INPUT FOR THIS TASK:
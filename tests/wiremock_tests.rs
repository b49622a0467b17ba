//! Tests for the CDS client against a mock retrieve API.
//!
//! The client is blocking, so each call runs on a `spawn_blocking` thread
//! while the mock server keeps serving on the test runtime.

use std::path::PathBuf;
use std::time::Duration;

use cdsretrieve::{
    Area, Client, ClientOptions, Error, Request, Retriever, SEAS5_DATASET, Seas5Options, Summary,
    TargetMonths, YearRange, retrieve_seas5,
};
use serde_json::json;
use wiremock::{
    Mock, MockServer, ResponseTemplate,
    matchers::{body_partial_json, header, method, path},
};

const JOBS: &str = "/api/retrieve/v1/jobs";

fn options(server: &MockServer) -> ClientOptions {
    ClientOptions {
        source: format!("{}/api", server.uri()),
        key: Some("test-key".to_string()),
        poll_interval: Duration::from_millis(10),
        ..ClientOptions::default()
    }
}

fn seas5_request() -> Request {
    Request::new()
        .format("netcdf")
        .variable(["2m_temperature"])
        .year("1981")
        .month("05")
        .leadtime_month(["2", "3", "4"])
}

async fn mount_submit(server: &MockServer, job_id: &str, status: &str, times: u64) {
    Mock::given(method("POST"))
        .and(path(format!(
            "/api/retrieve/v1/processes/{SEAS5_DATASET}/execution"
        )))
        .and(header("PRIVATE-TOKEN", "test-key"))
        .respond_with(
            ResponseTemplate::new(201).set_body_json(json!({ "jobID": job_id, "status": status })),
        )
        .expect(times)
        .mount(server)
        .await;
}

async fn mount_success(server: &MockServer, job_id: &str) {
    Mock::given(method("GET"))
        .and(path(format!("{JOBS}/{job_id}")))
        .respond_with(
            ResponseTemplate::new(200)
                .set_body_json(json!({ "jobID": job_id, "status": "successful" })),
        )
        .mount(server)
        .await;

    Mock::given(method("GET"))
        .and(path(format!("{JOBS}/{job_id}/results")))
        .respond_with(ResponseTemplate::new(200).set_body_json(json!({
            "asset": {
                "value": {
                    "href": format!("{}/download/{job_id}.nc", server.uri()),
                    "file:size": 6
                }
            }
        })))
        .mount(server)
        .await;

    Mock::given(method("GET"))
        .and(path(format!("/download/{job_id}.nc")))
        .respond_with(ResponseTemplate::new(200).set_body_bytes(b"netcdf".to_vec()))
        .mount(server)
        .await;
}

async fn retrieve_blocking(
    opts: ClientOptions,
    request: Request,
    target: PathBuf,
) -> Result<(), Error> {
    tokio::task::spawn_blocking(move || {
        let client = Client::new(opts)?;
        client.retrieve(SEAS5_DATASET, &request, &target)
    })
    .await
    .expect("blocking task panicked")
}

#[tokio::test]
async fn downloads_finished_job_to_target() {
    let server = MockServer::start().await;

    Mock::given(method("POST"))
        .and(path(format!(
            "/api/retrieve/v1/processes/{SEAS5_DATASET}/execution"
        )))
        .and(body_partial_json(json!({
            "inputs": { "year": "1981", "month": "05", "leadtime_month": ["2", "3", "4"] }
        })))
        .respond_with(
            ResponseTemplate::new(201).set_body_json(json!({ "jobID": "job-1", "status": "accepted" })),
        )
        .expect(1)
        .mount(&server)
        .await;
    mount_success(&server, "job-1").await;

    let dir = tempfile::tempdir().unwrap();
    let target = dir.path().join("nested").join("198105.nc");

    retrieve_blocking(options(&server), seas5_request(), target.clone())
        .await
        .unwrap();

    assert_eq!(std::fs::read(&target).unwrap(), b"netcdf");
    assert!(!dir.path().join("nested").join("198105.nc.part").exists());
}

#[tokio::test]
async fn polls_until_job_succeeds() {
    let server = MockServer::start().await;
    mount_submit(&server, "job-2", "accepted", 1).await;

    Mock::given(method("GET"))
        .and(path(format!("{JOBS}/job-2")))
        .respond_with(
            ResponseTemplate::new(200).set_body_json(json!({ "jobID": "job-2", "status": "running" })),
        )
        .up_to_n_times(2)
        .expect(2)
        .mount(&server)
        .await;
    mount_success(&server, "job-2").await;

    let dir = tempfile::tempdir().unwrap();
    let target = dir.path().join("198105.nc");

    retrieve_blocking(options(&server), seas5_request(), target.clone())
        .await
        .unwrap();

    assert!(target.exists());
}

#[tokio::test]
async fn failed_job_reports_server_message() {
    let server = MockServer::start().await;
    mount_submit(&server, "job-3", "failed", 1).await;

    Mock::given(method("GET"))
        .and(path(format!("{JOBS}/job-3/results")))
        .respond_with(ResponseTemplate::new(400).set_body_json(json!({
            "title": "The job has failed",
            "detail": "variable not available"
        })))
        .mount(&server)
        .await;

    let dir = tempfile::tempdir().unwrap();
    let target = dir.path().join("198105.nc");

    let err = retrieve_blocking(options(&server), seas5_request(), target.clone())
        .await
        .unwrap_err();

    match err {
        Error::JobFailed { job_id, message } => {
            assert_eq!(job_id, "job-3");
            assert_eq!(message, "The job has failed: variable not available");
        }
        other => panic!("expected JobFailed, got {other:?}"),
    }
    assert!(!target.exists());
}

#[tokio::test]
async fn results_without_asset_are_unexpected() {
    let server = MockServer::start().await;
    mount_submit(&server, "job-6", "successful", 1).await;

    Mock::given(method("GET"))
        .and(path(format!("{JOBS}/job-6/results")))
        .respond_with(ResponseTemplate::new(200).set_body_json(json!({ "links": [] })))
        .mount(&server)
        .await;

    let dir = tempfile::tempdir().unwrap();
    let target = dir.path().join("198105.nc");
    let err = retrieve_blocking(options(&server), seas5_request(), target.clone())
        .await
        .unwrap_err();

    assert!(matches!(err, Error::UnexpectedResponse(ref m) if m.contains("job-6")));
    assert!(!target.exists());
}

#[tokio::test]
async fn blocked_target_leaves_no_part_file() {
    let server = MockServer::start().await;
    mount_submit(&server, "job-7", "successful", 1).await;
    mount_success(&server, "job-7").await;

    let dir = tempfile::tempdir().unwrap();
    let target = dir.path().join("198105.nc");
    std::fs::create_dir_all(target.join("occupied")).unwrap();

    let err = retrieve_blocking(options(&server), seas5_request(), target.clone())
        .await
        .unwrap_err();

    assert!(matches!(err, Error::Io(_)));
    assert!(!dir.path().join("198105.nc.part").exists());
}

#[tokio::test]
async fn rejected_credentials_surface_as_http_error() {
    let server = MockServer::start().await;

    Mock::given(method("POST"))
        .respond_with(ResponseTemplate::new(401).set_body_json(json!({ "title": "Unauthorized" })))
        .mount(&server)
        .await;

    let dir = tempfile::tempdir().unwrap();
    let err = retrieve_blocking(options(&server), seas5_request(), dir.path().join("x.nc"))
        .await
        .unwrap_err();

    assert!(matches!(err, Error::Http(_)));
}

#[tokio::test]
async fn queued_job_times_out() {
    let server = MockServer::start().await;
    mount_submit(&server, "job-4", "accepted", 1).await;

    let mut opts = options(&server);
    opts.timeout = Some(Duration::ZERO);

    let dir = tempfile::tempdir().unwrap();
    let err = retrieve_blocking(opts, seas5_request(), dir.path().join("x.nc"))
        .await
        .unwrap_err();

    assert!(matches!(err, Error::JobTimeout(ref id) if id == "job-4"));
}

#[tokio::test]
async fn second_seas5_run_downloads_nothing() {
    let server = MockServer::start().await;
    // Three init months for JJA in a single year.
    mount_submit(&server, "job-5", "successful", 3).await;
    mount_success(&server, "job-5").await;

    let dir = tempfile::tempdir().unwrap();
    let mut seas5 = Seas5Options::new(
        vec!["2m_temperature".to_string()],
        TargetMonths::Consecutive(vec![6, 7, 8]),
        Area::from([70.0, -11.0, 30.0, 120.0]),
        dir.path(),
    );
    seas5.years = YearRange::new(1981, 1981).unwrap();

    let opts = options(&server);
    let (first, second) = tokio::task::spawn_blocking(move || {
        let client = Client::new(opts)?;
        let first = retrieve_seas5(&client, &seas5)?;
        let second = retrieve_seas5(&client, &seas5)?;
        Ok::<_, Error>((first, second))
    })
    .await
    .unwrap()
    .unwrap();

    assert_eq!(first, Summary { requested: 3, skipped: 0 });
    assert_eq!(second, Summary { requested: 0, skipped: 3 });
    for name in ["198105.nc", "198104.nc", "198103.nc"] {
        assert!(dir.path().join(name).exists(), "{name} missing");
    }
}
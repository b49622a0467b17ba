//! cdsretrieve CLI
//!
//! Plan and download SEAS5 hindcasts and ERA5 monthly means.

use std::path::{Path, PathBuf};

use anyhow::{Context, bail};
use cdsretrieve::config::{Era5Settings, Seas5Settings, Settings};
use cdsretrieve::{
    Area, Client, DEFAULT_MAX_LEAD_TIME, TargetMonths, YearRange, plan_seas5, retrieve_era5,
    retrieve_seas5,
};
use clap::{Args, Parser, Subcommand};
use tracing_subscriber::{EnvFilter, layer::SubscriberExt, util::SubscriberInitExt};

#[derive(Parser)]
#[command(name = "cdsretrieve")]
#[command(author, version, about = "Download SEAS5 and ERA5 data from the Copernicus Climate Data Store", long_about = None)]
struct Cli {
    /// Verbosity level
    #[arg(short, long, action = clap::ArgAction::Count, global = true)]
    verbose: u8,

    /// Settings file (default: ./cdsretrieve.toml if present)
    #[arg(short, long, global = true)]
    config: Option<PathBuf>,

    #[command(subcommand)]
    command: Commands,
}

#[derive(Subcommand)]
enum Commands {
    /// Print year, initialization month and lead times for target months
    Plan {
        /// Target month(s), e.g. 6 or 6,7,8
        #[arg(short, long)]
        target_months: TargetMonths,

        /// Years, e.g. 1981-1982
        #[arg(short, long, default_value = "1981-1982")]
        years: YearRange,

        /// Largest lead time month available
        #[arg(long, default_value_t = DEFAULT_MAX_LEAD_TIME)]
        max_lead_time: u32,
    },

    /// Download SEAS5 seasonal hindcasts
    Seas5(Seas5Args),

    /// Download ERA5 monthly means, one file per year
    Era5(Era5Args),
}

#[derive(Args)]
struct Seas5Args {
    /// Variables, comma separated
    #[arg(long, value_delimiter = ',')]
    variables: Vec<String>,

    /// Target month(s), e.g. 6 or 6,7,8
    #[arg(short, long)]
    target_months: Option<TargetMonths>,

    /// North,West,South,East
    #[arg(short, long, allow_hyphen_values = true)]
    area: Option<Area>,

    /// Output folder
    #[arg(short, long)]
    folder: Option<PathBuf>,

    /// Years, e.g. 1981-2016
    #[arg(short, long)]
    years: Option<YearRange>,

    /// Forecast system number
    #[arg(long)]
    system: Option<u32>,

    /// Largest lead time month available
    #[arg(long)]
    max_lead_time: Option<u32>,

    /// Print what would be downloaded without contacting the CDS
    #[arg(long)]
    dry_run: bool,
}

impl Seas5Args {
    fn overlay(self, mut s: Seas5Settings) -> Seas5Settings {
        if !self.variables.is_empty() {
            s.variables = self.variables;
        }
        s.target_months = self.target_months.or(s.target_months);
        s.area = self.area.or(s.area);
        s.folder = self.folder.or(s.folder);
        s.years = self.years.unwrap_or(s.years);
        s.system = self.system.unwrap_or(s.system);
        s.max_lead_time = self.max_lead_time.unwrap_or(s.max_lead_time);
        s
    }
}

#[derive(Args)]
struct Era5Args {
    /// Variables, comma separated
    #[arg(long, value_delimiter = ',')]
    variables: Vec<String>,

    /// Output folder
    #[arg(short, long)]
    folder: Option<PathBuf>,

    /// Grid spacing in degrees, e.g. 0.25,0.25
    #[arg(short, long, value_delimiter = ',')]
    grid: Vec<f64>,

    /// Months, comma separated (default: all)
    #[arg(short, long, value_delimiter = ',')]
    months: Vec<u32>,

    /// North,West,South,East
    #[arg(short, long, allow_hyphen_values = true)]
    area: Option<Area>,

    /// Years, e.g. 1979-2020
    #[arg(short, long)]
    years: Option<YearRange>,

    /// Print what would be downloaded without contacting the CDS
    #[arg(long)]
    dry_run: bool,
}

impl Era5Args {
    fn overlay(self, mut s: Era5Settings) -> anyhow::Result<Era5Settings> {
        if !self.variables.is_empty() {
            s.variables = self.variables;
        }
        if !self.grid.is_empty() {
            let Ok(grid) = <[f64; 2]>::try_from(self.grid.as_slice()) else {
                bail!("--grid needs two values, got {:?}", self.grid);
            };
            s.grid = grid;
        }
        if !self.months.is_empty() {
            s.months = self.months;
        }
        s.folder = self.folder.or(s.folder);
        s.area = self.area.unwrap_or(s.area);
        s.years = self.years.unwrap_or(s.years);
        Ok(s)
    }
}

fn main() -> anyhow::Result<()> {
    let cli = Cli::parse();

    // RUST_LOG wins over -v
    let filter = EnvFilter::try_from_default_env()
        .unwrap_or_else(|_| EnvFilter::new(log_filter_from_verbosity(cli.verbose)));
    tracing_subscriber::registry()
        .with(filter)
        .with(tracing_subscriber::fmt::layer().with_writer(std::io::stderr))
        .init();

    run(cli)
}

fn run(cli: Cli) -> anyhow::Result<()> {
    let config = cli.config.as_deref();

    match cli.command {
        Commands::Plan {
            target_months,
            years,
            max_lead_time,
        } => {
            let plan = plan_seas5(&target_months, years, max_lead_time, Path::new(""))?;
            for planned in plan {
                println!("{planned}");
            }
        }

        Commands::Seas5(args) => {
            let settings = load_settings(config)?;
            let dry_run = args.dry_run;
            let opts = args.overlay(settings.seas5).into_options()?;

            if dry_run {
                let plan = plan_seas5(&opts.target_months, opts.years, opts.max_lead_time, &opts.folder)?;
                for planned in plan {
                    let state = if planned.target.exists() { "present" } else { "missing" };
                    println!("{planned} -> {} ({state})", planned.target.display());
                }
                return Ok(());
            }

            let client = Client::new(settings.client.client_options()?).context("creating CDS client")?;
            let summary = retrieve_seas5(&client, &opts)?;
            println!(
                "SEAS5: {} downloaded, {} already present in {}",
                summary.requested,
                summary.skipped,
                opts.folder.display()
            );
        }

        Commands::Era5(args) => {
            let settings = load_settings(config)?;
            let dry_run = args.dry_run;
            let opts = args.overlay(settings.era5)?.into_options()?;

            if dry_run {
                for year in opts.years.iter() {
                    let target = cdsretrieve::era5_path(&opts.folder, year);
                    let state = if target.exists() { "present" } else { "missing" };
                    println!("year = {year} -> {} ({state})", target.display());
                }
                return Ok(());
            }

            let client = Client::new(settings.client.client_options()?).context("creating CDS client")?;
            let summary = retrieve_era5(&client, &opts)?;
            println!(
                "ERA5: {} downloaded, {} already present in {}",
                summary.requested,
                summary.skipped,
                opts.folder.display()
            );
        }
    }

    Ok(())
}

fn load_settings(path: Option<&Path>) -> anyhow::Result<Settings> {
    Settings::load(path).context("loading settings")
}

const fn log_filter_from_verbosity(verbose: u8) -> &'static str {
    match verbose {
        0 => "warn",
        1 => "info",
        2 => "debug",
        _ => "trace",
    }
}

AIM OF THE TASK: Set down again, word for word, the stretch of records from the line with "fn overlay(self, mut s: Seas5Settings)" to the line with "fn overlay(self, mut s: Era5Settings)", both of those lines included.

COMPLETED EXERCISE:
    fn overlay(self, mut s: Seas5Settings) -> Seas5Settings {
        if !self.variables.is_empty() {
            s.variables = self.variables;
        }
        s.target_months = self.target_months.or(s.target_months);
        s.area = self.area.or(s.area);
        s.folder = self.folder.or(s.folder);
        s.years = self.years.unwrap_or(s.years);
        s.system = self.system.unwrap_or(s.system);
        s.max_lead_time = self.max_lead_time.unwrap_or(s.max_lead_time);
        s
    }
}

#[derive(Args)]
struct Era5Args {
    /// Variables, comma separated
    #[arg(long, value_delimiter = ',')]
    variables: Vec<String>,

    /// Output folder
    #[arg(short, long)]
    folder: Option<PathBuf>,

    /// Grid spacing in degrees, e.g. 0.25,0.25
    #[arg(short, long, value_delimiter = ',')]
    grid: Vec<f64>,

    /// Months, comma separated (default: all)
    #[arg(short, long, value_delimiter = ',')]
    months: Vec<u32>,

    /// North,West,South,East
    #[arg(short, long, allow_hyphen_values = true)]
    area: Option<Area>,

    /// Years, e.g. 1979-2020
    #[arg(short, long)]
    years: Option<YearRange>,

    /// Print what would be downloaded without contacting the CDS
    #[arg(long)]
    dry_run: bool,
}

impl Era5Args {
    fn overlay(self, mut s: Era5Settings) -> anyhow::Result<Era5Settings> {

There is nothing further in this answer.